Context: In DWARF5 ( http://dwarfstd.org/ShowIssue.php?issue=110722.1 ) the DW_MACINFO_.* constants will be renamed to DW_MACRO_*. This will be fun to implement in dwarfdump because the same numeric value has different names depending on the DWARF version.

Thanks Adrian for the comment.
I understand your concern, but I think it is not related to this patch of macro support in LLVM IR.
I intentionally, split code into several parts, so the concern can be raised only on the problematic ones.

Do you think that this patch might not fit DWARF5?

probinson edited edge metadata.Dec 8 2015, 6:50 PM

The only concern I've got with this is whether we shouldn't future-proof this by using the DWARF5-style DW_MACRO_.* constants internally, since the old ones aren't even defined in the DWARF5 standard document any more and thus might be harder to find documentation for.

Older versions of the DWARF spec will remain available; dwarfstd.org has them back to 1.1. I'm not concerned about the constant names becoming unavailable.
On the contrary, the DWARF 5 constants aren't officially defined/published yet, and using them is speculative. I'd prefer to see DW_MACINFO for now, and add DW_MACRO later.

Context: In DWARF5 ( http://dwarfstd.org/ShowIssue.php?issue=110722.1 ) the DW_MACINFO_.* constants will be renamed to DW_MACRO_*. This will be fun to implement in dwarfdump because the same numeric value has different names depending on the DWARF version.

Yeah... reading the data from the object file will be unambiguous (different section name) but pretty printing it might get kind of tedious.

Thanks Adrian for the comment.
I understand your concern, but I think it is not related to this patch of macro support in LLVM IR.
I intentionally, split code into several parts, so the concern can be raised only on the problematic ones.

Do you think that this patch might not fit DWARF5?

Conveying the macro data from the frontend through the IR should work the same way for either, I'd guess. DWARF 5 will have differences in detail of emitting the data into the object file and that will probably have to be done separately anyway.

aaboud added a comment.Dec 9 2015, 6:42 AM

Thanks Paul for the comment.
This is what I was trying to say, I understand the concerns regarding DWARF5, but I am sure that once DWARF5 is official this design will easily be upgraded to support it.

Do you still think I need to change anything with this patch?
Otherwise, can you give me approval for committing?

Thanks,
Amjad

The only concern I've got with this is whether we shouldn't future-proof this by using the DWARF5-style DW_MACRO_.* constants internally, since the old ones aren't even defined in the DWARF5 standard document any more and thus might be harder to find documentation for.

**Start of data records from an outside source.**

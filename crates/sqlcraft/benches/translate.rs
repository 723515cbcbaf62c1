use criterion::{BenchmarkId, Criterion, black_box, criterion_group, criterion_main};
use sqlcraft::{Builder, Join, OrderBy, Statement, ValueSet};

/// SELECT with `n` columns and `n` WHERE conditions.
fn build_select(n: usize) -> Statement {
    let mut query = Statement::select_as("t", "a");
    query.set_columns((0..n).map(|i| format!("col{i}")));
    for i in 0..n {
        query.and_where(&format!("col{i}"), "=", i as i64);
    }
    query
}

/// INSERT with `n` rows of three columns.
fn build_insert(n: usize) -> Statement {
    let mut query = Statement::insert("t");
    for i in 0..n {
        let row = ValueSet::from_pairs([
            ("id", serde_json::Value::from(i as i64)),
            ("name", format!("name{i}").into()),
            ("active", true.into()),
        ])
        .unwrap();
        query.add_value_set(row);
    }
    query
}

/// Conditions nested `depth` groups deep.
fn build_nested(depth: usize) -> Statement {
    fn group(q: &mut Statement, remaining: usize) {
        q.and_where("id", ">", remaining as i64);
        if remaining > 0 {
            q.or_where_group(move |q| group(q, remaining - 1));
        }
    }
    let mut query = Statement::select("t");
    group(&mut query, depth);
    query
}

fn bench_select(c: &mut Criterion) {
    let builder = Builder::mysql();
    let mut group = c.benchmark_group("translate/select");

    for n in [1, 5, 10, 50, 100] {
        let query = build_select(n);
        group.bench_with_input(BenchmarkId::from_parameter(n), &query, |b, query| {
            b.iter(|| black_box(builder.build(query).unwrap()));
        });
    }

    group.finish();
}

fn bench_insert(c: &mut Criterion) {
    let builder = Builder::mysql();
    let mut group = c.benchmark_group("translate/insert");

    for n in [1, 10, 100, 1000] {
        let query = build_insert(n);
        group.bench_with_input(BenchmarkId::from_parameter(n), &query, |b, query| {
            b.iter(|| black_box(builder.build(query).unwrap()));
        });
    }

    group.finish();
}

fn bench_nested(c: &mut Criterion) {
    let builder = Builder::mysql();
    let mut group = c.benchmark_group("translate/nested_groups");

    for depth in [0, 2, 4] {
        let query = build_nested(depth);
        group.bench_with_input(BenchmarkId::from_parameter(depth), &query, |b, query| {
            b.iter(|| black_box(builder.build(query).unwrap()));
        });
    }

    group.finish();
}

fn bench_full_select(c: &mut Criterion) {
    let builder = Builder::mysql();
    let mut query = Statement::select_as("users", "u");
    query
        .set_columns(["id", "lastname", "p.website", "COUNT(id)"])
        .left_join(
            Join::with_alias("profile", "p")
                .on_key("id", "=", "user_id")
                .on_null("updated_at"),
        )
        .and_where("lastname", "=", "McTest")
        .set_group_by(["lastname"])
        .order_by(OrderBy::desc(["id"]).unwrap())
        .set_limit(50, Some(10));

    c.bench_function("translate/full_select", |b| {
        b.iter(|| black_box(builder.build(&query).unwrap()));
    });
}

criterion_group!(
    benches,
    bench_select,
    bench_insert,
    bench_nested,
    bench_full_select
);
criterion_main!(benches);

Older versions of the DWARF spec will remain available; dwarfstd.org has them back to 1.1. I'm not concerned about the constant names becoming unavailable.
On the contrary, the DWARF 5 constants aren't officially defined/published yet, and using them is speculative. I'd prefer to see DW_MACINFO for now, and add DW_MACRO later.

Context: In DWARF5 ( http://dwarfstd.org/ShowIssue.php?issue=110722.1 ) the DW_MACINFO_.* constants will be renamed to DW_MACRO_*. This will be fun to implement in dwarfdump because the same numeric value has different names depending on the DWARF version.

Yeah... reading the data from the object file will be unambiguous (different section name) but pretty printing it might get kind of tedious.

Thanks Adrian for the comment.
I understand your concern, but I think it is not related to this patch of macro support in LLVM IR.
I intentionally, split code into several parts, so the concern can be raised only on the problematic ones.

Do you think that this patch might not fit DWARF5?

Conveying the macro data from the frontend through the IR should work the same way for either, I'd guess. DWARF 5 will have differences in detail of emitting the data into the object file and that will probably have to be done separately anyway.

aprantl accepted this revision.Dec 9 2015, 8:47 AM
aprantl edited edge metadata.

Since the numeric values are identical there are no binary compatibility issues and the constants in the assembler could be renamed later and auto-upgraded without too much effort.

thanks!

This revision is now accepted and ready to land.Dec 9 2015, 8:47 AM
This revision was automatically updated to reflect the committed changes.